シンガポールで行なわれたアジア大洋州エコアイディア宣言の様子

 一方、パナソニックは、「アジア大洋州エコアイディア宣言」を、シンガポールで発信した。

 パナソニックおよびパナソニック アジアパシフィックが、アジア大洋州における環境負荷削減と環境意識の啓発に貢献することを目指し、その取り組みについて明らかにしたもので、アジア大洋州の7カ国に48の製造拠点を展開するパナソニックが、この地域において環境配慮型製品の普及や、生産活動におけるCO2排出量削減を推進するほか、各地域に即した環境保全活動に取り組む。

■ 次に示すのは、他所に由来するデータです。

//! Reader for textual RTL dumps.
//!
//! A dump is free-form commentary (which names the function) followed by one
//! parenthesized expression per instruction, with `[`/`]` usable
//! interchangeably with `(`/`)`.

use std::fs;

use anyhow::{bail, Context, Result};
use enum_as_inner::EnumAsInner;
use logos::{Lexer, Logos};

fn from_num<'a>(lex: &mut Lexer<'a, Token>) -> Option<i64> {
  lex.slice().parse().ok()
}

fn from_string<'a>(lex: &mut Lexer<'a, Token>) -> String {
  let slice = lex.slice();
  slice[1..slice.len() - 1].to_string()
}

fn from_sym<'a>(lex: &mut Lexer<'a, Token>) -> String {
  lex.slice().to_string()
}

#[derive(Logos, Debug, PartialEq)]
enum Token {
  #[token("(")]
  #[token("[")]
  Open,

  #[token(")")]
  #[token("]")]
  Close,

  #[regex(r"-?[0-9]+", priority = 3, callback = from_num)]
  Int(i64),

  #[regex(r#""[^"]*""#, from_string)]
  Str(String),

  // Hex literals and floats land here too; nothing structural reads them.
  #[regex(r#"[^()\[\]"\s]+"#, from_sym)]
  Sym(String),

  #[error]
  #[regex(r"[ \t\r\n\f]+", logos::skip)]
  Error,
}

#[derive(Debug, Clone, PartialEq, EnumAsInner)]
pub enum Atom {
  Int(i64),
  Sym(String),
  Str(String),
}

#[derive(Debug, Clone, PartialEq, EnumAsInner)]
pub enum Sexp {
  Atom(Atom),
  List(Vec<Sexp>),
}

impl Sexp {
  /// The head symbol of a list, if it has one.
  pub fn head_sym(&self) -> Option<&str> {
    match self {
      Sexp::List(items) => items.first()?.as_atom()?.as_sym().map(String::as_str),
      Sexp::Atom(_) => None,
    }
  }
}

/// Parse a whole token stream into the sequence of top-level expressions.
pub fn parse_sexps(input: &str) -> Result<Vec<Sexp>> {
  let mut stack: Vec<Vec<Sexp>> = Vec::new();
  let mut current: Vec<Sexp> = Vec::new();

  let mut lexer = Token::lexer(input);
  while let Some(token) = lexer.next() {
    match token {
      Token::Open => {
        stack.push(std::mem::take(&mut current));
      }
      Token::Close => {
        let finished = match stack.pop() {
          Some(outer) => std::mem::replace(&mut current, outer),
          None => bail!("unbalanced ')' in input"),
        };
        current.push(Sexp::List(finished));
      }
      Token::Int(value) => current.push(Sexp::Atom(Atom::Int(value))),
      Token::Sym(sym) => current.push(Sexp::Atom(Atom::Sym(sym))),
      Token::Str(s) => current.push(Sexp::Atom(Atom::Str(s))),
      Token::Error => bail!("unrecognized input near {:?}", lexer.slice()),
    }
  }

  if !stack.is_empty() {
    bail!("unbalanced '(' in input");
  }
  Ok(current)
}

/// Scan the commentary preceding the first expression for the function name:
/// the token after `function` (or after `void`, when the dump spells out the
/// return type), trimmed at the first `(`.
fn scan_func_name(header: &str) -> String {
  for line in header.lines() {
    let words: Vec<String> = line.to_lowercase().split_whitespace().map(String::from).collect();
    if let Some(pos) = words.iter().position(|w| w == "function") {
      let name_pos = match words.iter().position(|w| w == "void") {
        Some(v) => v + 1,
        None => pos + 1,
      };
      if let Some(word) = words.get(name_pos) {
        return word.split('(').next().unwrap_or("").to_string();
      }
    }
  }
  String::new()
}

/// Split a dump into (function name, RTL expressions).
pub fn parse_rtl_text(text: &str) -> Result<(String, Vec<Sexp>)> {
  let body_start = text
    .lines()
    .scan(0usize, |offset, line| {
      let start = *offset;
      *offset += line.len() + 1;
      Some((start, line))
    })
    .find(|(_, line)| line.starts_with('('))
    .map(|(start, _)| start)
    .unwrap_or_else(|| text.len());

  let func_name = scan_func_name(&text[..body_start]);
  let sexps = parse_sexps(&text[body_start..])?;
  Ok((func_name, sexps))
}

pub fn read_rtl_file(path: &str) -> Result<(String, Vec<Sexp>)> {
  let text = fs::read_to_string(path).with_context(|| format!("cannot read {}", path))?;
  parse_rtl_text(&text)
}

#[cfg(test)]
mod tests {
  use super::*;

  #[test]
  fn parses_nested_lists() {
    let sexps = parse_sexps("(insn 10 9 11 2 (set (reg:SI 134) (const_int 5)))").unwrap();
    assert_eq!(sexps.len(), 1);
    let items = sexps[0].as_list().unwrap();
    assert_eq!(items[0], Sexp::Atom(Atom::Sym("insn".to_string())));
    assert_eq!(items[1], Sexp::Atom(Atom::Int(10)));
    assert_eq!(items[5].head_sym(), Some("set"));
  }

  #[test]
  fn brackets_are_parens() {
    let sexps = parse_sexps("(parallel [(a 1) (b 2)])").unwrap();
    let inner = sexps[0].as_list().unwrap();
    assert_eq!(inner[1].as_list().unwrap().len(), 2);
  }

  #[test]
  fn strings_and_hex_atoms() {
    let sexps = parse_sexps(r#"(symbol_ref:SI ("exit") 0x7f)"#).unwrap();
    let items = sexps[0].as_list().unwrap();
    assert_eq!(
      items[1].as_list().unwrap()[0],
      Sexp::Atom(Atom::Str("exit".to_string()))
    );
    // hex literals stay symbolic
    assert_eq!(items[2], Sexp::Atom(Atom::Sym("0x7f".to_string())));
  }

  #[test]
  fn unbalanced_input_is_fatal() {
    assert!(parse_sexps("(a (b c)").is_err());
    assert!(parse_sexps("a) b").is_err());
  }

  #[test]
  fn function_name_from_header() {
    let text = ";; Function fib (fib, funcdef_no=0)\n\n(insn 1 0 2 0 (nil))\n";
    let (name, sexps) = parse_rtl_text(text).unwrap();
    assert_eq!(name, "fib");
    assert_eq!(sexps.len(), 1);
  }

  #[test]
  fn function_name_after_void() {
    let text = "Generated RTL\nfunction void matadd(int *a)\n(insn 1 0 2 0 (nil))\n";
    let (name, _) = parse_rtl_text(text).unwrap();
    assert_eq!(name, "matadd");
  }

  #[test]
  fn negative_numbers_lex_as_ints() {
    let sexps = parse_sexps("(const_int -1)").unwrap();
    let items = sexps[0].as_list().unwrap();
    assert_eq!(items[1], Sexp::Atom(Atom::Int(-1)));
  }
}
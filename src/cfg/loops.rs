//! Dominance, natural loops, loop preheaders, execution frequencies.

use std::collections::{HashMap, HashSet};

use log::debug;

use crate::cfg::{Cfg, EdgeKind, VertexId};
use crate::rtl::{CompileCtx, Rtl, RtlKind};

/// Assumed iteration count of every natural loop.
pub const LOOP_TRIP_COUNT: f64 = 100.0;

/// The input never carries branch weights, so every conditional jump is an
/// even split.
pub const BRANCH_TAKEN_PROB: f64 = 0.5;

/// Run the whole loop-structure pipeline: dominators, loop depths,
/// preheader insertion, frequency estimation. Returns the loop headers.
pub fn analyze(cfg: &mut Cfg, ctx: &mut CompileCtx) -> HashSet<VertexId> {
  dominance(cfg);
  let headers = identify_loops(cfg, ctx);
  compute_frequency(cfg, &headers);
  headers
}

/// Iterative dominator computation. The entry dominates only itself at the
/// start; everything else starts at the full vertex set and shrinks
/// monotonically, so the fixpoint arrives in at most |V| passes. Vertices
/// with no predecessors (dead code after a non-returning call) keep the
/// full set.
pub fn dominance(cfg: &mut Cfg) {
  let ids = cfg.order.clone();
  let all: HashSet<VertexId> = ids.iter().copied().collect();

  let entry = cfg.entry();
  cfg.vertex_mut(entry).dom = [entry].iter().copied().collect();
  for &id in &ids[1..] {
    cfg.vertex_mut(id).dom = all.clone();
  }

  let mut change = true;
  while change {
    change = false;
    for &id in &ids[1..] {
      let preds = cfg.preds(id);
      if preds.is_empty() {
        continue;
      }

      let mut tmp = cfg.vertex(preds[0]).dom.clone();
      for &pred in &preds[1..] {
        let dom = &cfg.vertex(pred).dom;
        tmp.retain(|v| dom.contains(v));
      }
      tmp.insert(id);

      if tmp.len() != cfg.vertex(id).dom.len() {
        cfg.vertex_mut(id).dom = tmp;
        change = true;
      }
    }
  }
}

/// The natural loop of a backedge m -> n: walk predecessors backward from m,
/// stopping at n, collecting everything visited.
fn identify_loop(cfg: &Cfg, m: VertexId, n: VertexId) -> HashSet<VertexId> {
  let mut members: HashSet<VertexId> = [m, n].iter().copied().collect();
  let mut stack = Vec::new();
  if m != n {
    stack.push(m);
  }

  while let Some(p) = stack.pop() {
    for q in cfg.preds(p) {
      if members.insert(q) {
        stack.push(q);
      }
    }
  }
  members
}

/// Find backedges, bump loop depths, and give every loop header a synthetic
/// preheader that absorbs its sequential in-edges. Returns the headers.
pub fn identify_loops(cfg: &mut Cfg, ctx: &mut CompileCtx) -> HashSet<VertexId> {
  let mut headers = Vec::new();
  let mut header_set = HashSet::new();

  for &id in &cfg.order.clone() {
    for &eid in &cfg.vertex(id).out_edges.clone() {
      let target = cfg.edge(eid).end;
      if !cfg.vertex(id).dom.contains(&target) {
        continue;
      }

      let members = identify_loop(cfg, id, target);
      debug!(
        "backedge {} -> {}: natural loop of {} vertices",
        cfg.vertex(id).rtl.this_insn,
        cfg.vertex(target).rtl.this_insn,
        members.len()
      );
      for member in members {
        cfg.vertex_mut(member).loop_depth += 1;
      }
      if header_set.insert(target) {
        headers.push(target);
      }
    }
  }

  let mut max_bb = cfg
    .order
    .iter()
    .map(|&id| cfg.vertex(id).rtl.basic_block)
    .max()
    .unwrap_or(0);

  for &header in &headers {
    max_bb += 1;
    let pre = cfg.add_vertex(Rtl::new(ctx.synth_id(), max_bb, RtlKind::Preheader));
    cfg.vertex_mut(pre).loop_depth = cfg.vertex(header).loop_depth.saturating_sub(1);

    // sequential in-edges land on the preheader, the backedge stays put
    let in_edges = std::mem::take(&mut cfg.vertex_mut(header).in_edges);
    let mut kept = Vec::new();
    let mut moved = Vec::new();
    for eid in in_edges {
      match cfg.edge(eid).kind {
        EdgeKind::Sequential => {
          cfg.edge_mut(eid).end = pre;
          moved.push(eid);
        }
        EdgeKind::Jump => kept.push(eid),
      }
    }
    cfg.vertex_mut(pre).in_edges = moved;
    cfg.vertex_mut(header).in_edges = kept;
    cfg.link(pre, header, EdgeKind::Sequential);

    let pos = cfg.position(header).expect("header not in program order");
    cfg.order.insert(pos, pre);
  }

  header_set
}

/// Does `pred` branch into a preheader other than `vertex` itself?  Such
/// predecessors route their flow through the loop entry and are excluded
/// from direct sums.
fn feeds_other_preheader(cfg: &Cfg, pred: VertexId, vertex: VertexId) -> bool {
  cfg.vertex(pred).out_edges.iter().any(|&eid| {
    let end = cfg.edge(eid).end;
    end != vertex && cfg.vertex(end).rtl.kind.is_preheader()
  })
}

/// Fixpoint frequency estimation. The entry runs once; a loop header runs
/// its preheader's count times the trip constant; everything else sums its
/// predecessors' contributions, split by branch probability at conditional
/// jumps. Each vertex records the per-predecessor contributions for trace
/// selection.
pub fn compute_frequency(cfg: &mut Cfg, headers: &HashSet<VertexId>) {
  let ids = cfg.order.clone();
  let entry = cfg.entry();
  cfg.vertex_mut(entry).freq = 1.0;

  let mut change = true;
  while change {
    change = false;

    for &id in &ids[1..] {
      let mut new_freq = 0.0;
      let mut contributions: HashMap<VertexId, f64> = HashMap::new();

      if headers.contains(&id) {
        for &eid in &cfg.vertex(id).in_edges {
          let edge = cfg.edge(eid);
          if edge.kind == EdgeKind::Sequential {
            let contrib = LOOP_TRIP_COUNT * cfg.vertex(edge.start).freq;
            contributions.insert(edge.start, contrib);
            new_freq = contrib;
          }
        }
      } else {
        for &eid in &cfg.vertex(id).in_edges {
          let edge = cfg.edge(eid);
          let pred = edge.start;
          if feeds_other_preheader(cfg, pred, id) {
            continue;
          }

          let pred_freq = cfg.vertex(pred).freq;
          let is_cond = cfg.vertex(pred).rtl.kind.is_cond_jump();
          let contrib = match edge.kind {
            EdgeKind::Sequential if is_cond => (1.0 - BRANCH_TAKEN_PROB) * pred_freq,
            EdgeKind::Jump if is_cond => BRANCH_TAKEN_PROB * pred_freq,
            _ => pred_freq,
          };
          new_freq += contrib;
          contributions.insert(pred, contrib);
        }
      }

      #[allow(clippy::float_cmp)]
      if new_freq != cfg.vertex(id).freq {
        change = true;
      }
      let vertex = cfg.vertex_mut(id);
      vertex.freq = new_freq;
      vertex.freq_from = contributions;
    }
  }
}
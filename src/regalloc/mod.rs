// Liveness analysis, interference construction, and graph-coloring register
// allocation with iterative spilling.
mod allocation;
mod interference;
mod liveness;

pub use allocation::{allocate, Allocation};
pub use interference::InterferenceGraph;
pub use liveness::compute_liveness;
//! RTL-to-ARM backend: reads one function's RTL dump, reconstructs control
//! flow, allocates registers with spilling, schedules instructions, and
//! writes ARMv7-A assembly.

mod args;
mod cfg;
mod emit;
mod regalloc;
mod registers;
mod rtl;
mod schedule;
mod sexp;
#[cfg(test)]
mod testutil;
mod utils;

use anyhow::{Context, Result};
use log::info;

use crate::rtl::CompileCtx;

fn main() {
  env_logger::builder()
    .target(env_logger::Target::Stdout)
    .format_timestamp(None)
    .init();

  if let Err(err) = run() {
    eprintln!("{:#}", err);
    std::process::exit(1);
  }
}

fn run() -> Result<()> {
  let config = args::parse_args()?;

  let (func_name, rtl_sexps) = sexp::read_rtl_file(&config.in_file)?;
  let mut ctx = CompileCtx::new(func_name);

  let mut rtls = Vec::new();
  for rtl_sexp in &rtl_sexps {
    if let Some(rtl) = rtl::parse_node(rtl_sexp)? {
      rtls.push(rtl);
    }
  }
  info!("{}: {} instructions", ctx.func_name, rtls.len());

  let mut cfg = cfg::Cfg::from_rtls(rtls)?;
  let headers = cfg::loops::analyze(&mut cfg, &mut ctx);

  let list_schedule = config.schedule && args::PASS_OPTIONS.list_schedule;
  let trace_schedule = config.schedule && args::PASS_OPTIONS.trace_schedule;

  if list_schedule {
    schedule::schedule_blocks(&mut cfg, None);
  }

  let allocation = regalloc::allocate(&mut cfg, &mut ctx)?;
  info!(
    "{}: {} spills, {} callee-saved in use",
    ctx.func_name,
    allocation.spilled.len(),
    allocation
      .mapping
      .values()
      .filter(|reg| reg.is_callee_saved())
      .count()
  );

  if list_schedule {
    schedule::schedule_blocks(&mut cfg, Some(&allocation.mapping));
  }
  if trace_schedule {
    // spill code landed after the last estimate; refresh before selection
    cfg::loops::compute_frequency(&mut cfg, &headers);
    schedule::schedule_trace(&mut cfg, &allocation.mapping);
  }

  let asm = emit::generate_assembly(&cfg, &ctx, &allocation)?;
  std::fs::write(&config.out_file, &asm)
    .with_context(|| format!("cannot write {}", config.out_file))?;
  Ok(())
}
//! Backward liveness fixpoint over the CFG.

use std::collections::HashSet;

use crate::cfg::Cfg;
use crate::registers::Reg;

/// Compute live-in/live-out for every vertex. Def/use sets are snapshotted
/// fresh on every run because spill rewriting changes the operand trees;
/// this must be re-run after every spill before interference is rebuilt.
pub fn compute_liveness(cfg: &mut Cfg) {
  let ids = cfg.order.clone();

  let mut defs: Vec<HashSet<Reg>> = vec![HashSet::new(); cfg.len()];
  let mut uses: Vec<HashSet<Reg>> = vec![HashSet::new(); cfg.len()];
  for &id in &ids {
    let vertex = cfg.vertex_mut(id);
    defs[id] = vertex.rtl.defs();
    uses[id] = vertex.rtl.uses();
    vertex.live_in.clear();
    vertex.live_out.clear();
  }

  let mut iterate = true;
  while iterate {
    iterate = false;

    for &id in ids.iter().rev() {
      let mut live_out = HashSet::new();
      for succ in cfg.succs(id) {
        live_out.extend(cfg.vertex(succ).live_in.iter().copied());
      }

      let mut live_in = uses[id].clone();
      live_in.extend(live_out.difference(&defs[id]).copied());

      let vertex = cfg.vertex_mut(id);
      vertex.live_out = live_out;
      if live_in != vertex.live_in {
        vertex.live_in = live_in;
        iterate = true;
      }
    }
  }
}

#[cfg(test)]
mod tests {
  use super::*;
  use crate::testutil::*;

  #[test]
  fn straight_line_ranges() {
    let mut cfg = Cfg::from_rtls(vec![
      set_const(1, 1, 134, 5),
      set_reg(2, 1, 135, 134),
      set_reg(3, 1, 136, 135),
    ])
    .unwrap();
    compute_liveness(&mut cfg);

    assert!(cfg.vertex(0).live_in.is_empty());
    assert_eq!(
      cfg.vertex(1).live_in,
      [vreg(134)].iter().copied().collect()
    );
    assert_eq!(
      cfg.vertex(2).live_in,
      [vreg(135)].iter().copied().collect()
    );
    assert!(cfg.vertex(2).live_out.is_empty());
  }

  #[test]
  fn loop_carried_value_stays_live() {
    // v135 is defined before the loop and used inside it every iteration
    let mut cfg = Cfg::from_rtls(vec![
      set_const(1, 1, 135, 3),
      label(10, 2),
      set_add(11, 2, 134, 134, 135),
      cond_jump(12, 2, "lt", 10),
    ])
    .unwrap();
    compute_liveness(&mut cfg);

    // live around the backedge
    for id in 1..4 {
      assert!(
        cfg.vertex(id).live_in.contains(&vreg(135)),
        "v135 dead at vertex {}",
        id
      );
      assert!(cfg.vertex(id).live_in.contains(&vreg(134)));
    }
    assert!(!cfg.vertex(0).live_in.contains(&vreg(135)));
  }

  #[test]
  fn fixpoint_satisfies_the_dataflow_equation() {
    let mut cfg = Cfg::from_rtls(vec![
      set_const(1, 1, 135, 3),
      label(10, 2),
      set_add(11, 2, 134, 134, 135),
      cond_jump(12, 2, "lt", 10),
      use_marker(13, 3, 0),
    ])
    .unwrap();
    compute_liveness(&mut cfg);

    for id in 0..cfg.len() {
      let vertex = cfg.vertex(id);
      let mut expected: std::collections::HashSet<_> = vertex.rtl.uses();
      expected.extend(
        vertex
          .live_out
          .difference(&vertex.rtl.defs())
          .copied(),
      );
      assert_eq!(vertex.live_in, expected, "equation fails at vertex {}", id);

      let mut out = std::collections::HashSet::new();
      for succ in cfg.succs(id) {
        out.extend(cfg.vertex(succ).live_in.iter().copied());
      }
      assert_eq!(vertex.live_out, out);
    }
  }

  #[test]
  fn rerunning_is_idempotent() {
    let mut cfg = Cfg::from_rtls(vec![
      set_const(1, 1, 135, 3),
      label(10, 2),
      set_add(11, 2, 134, 134, 135),
      cond_jump(12, 2, "lt", 10),
    ])
    .unwrap();
    compute_liveness(&mut cfg);
    let before: Vec<_> = (0..cfg.len())
      .map(|id| (cfg.vertex(id).live_in.clone(), cfg.vertex(id).live_out.clone()))
      .collect();

    compute_liveness(&mut cfg);
    let after: Vec<_> = (0..cfg.len())
      .map(|id| (cfg.vertex(id).live_in.clone(), cfg.vertex(id).live_out.clone()))
      .collect();
    assert_eq!(before, after);
  }
}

 具体的には、販売総額に占める環境配慮型製品の販売比率を2012年度には約80%に高めることを目標に掲げ、アジア大洋州における省エネ、節水、長寿命商品の普及を目指すほか、アジア大洋州地域の生産活動におけるCO2排出量を、2009年度には、2006年度比で30%減となる総量24万トンの削減を図り、2009年度中にエコアイディア工場をシンガポール、マレーシア、タイの3カ国に、それぞれ1工場ずつ展開する。

 さらに、参加体験型の「エコアイディア体験キャラバン」をアジア各国で実施。エコクイズや家電のエコ診断、来場者によるエコ活動宣言など6つの展示を通じて、一般市民の環境意識の啓発を図る。同キャラバンでは、シンガポールを皮切りに、インド、マレーシア、タイなどアジア各国で順次実施。近隣学校の生徒を招待するなど、教育機関と共同で開催する環境セミナーや工場見学イベントを実施する。また、環境活動をサポートするウェブサイトを開設する。

パナソニックの環境への取り組みについて、政府関係者も関心を寄せたシンガポール政府環境庁のNg Meng Hiong次長(左)と、パナソニックの宮本郁夫常務役員

 「アジア大洋州においても、商品のエコアイディア、モノづくりのエコアイディア、ひろげるエコアイディア3つの重点取り組みを柱に展開する」とした。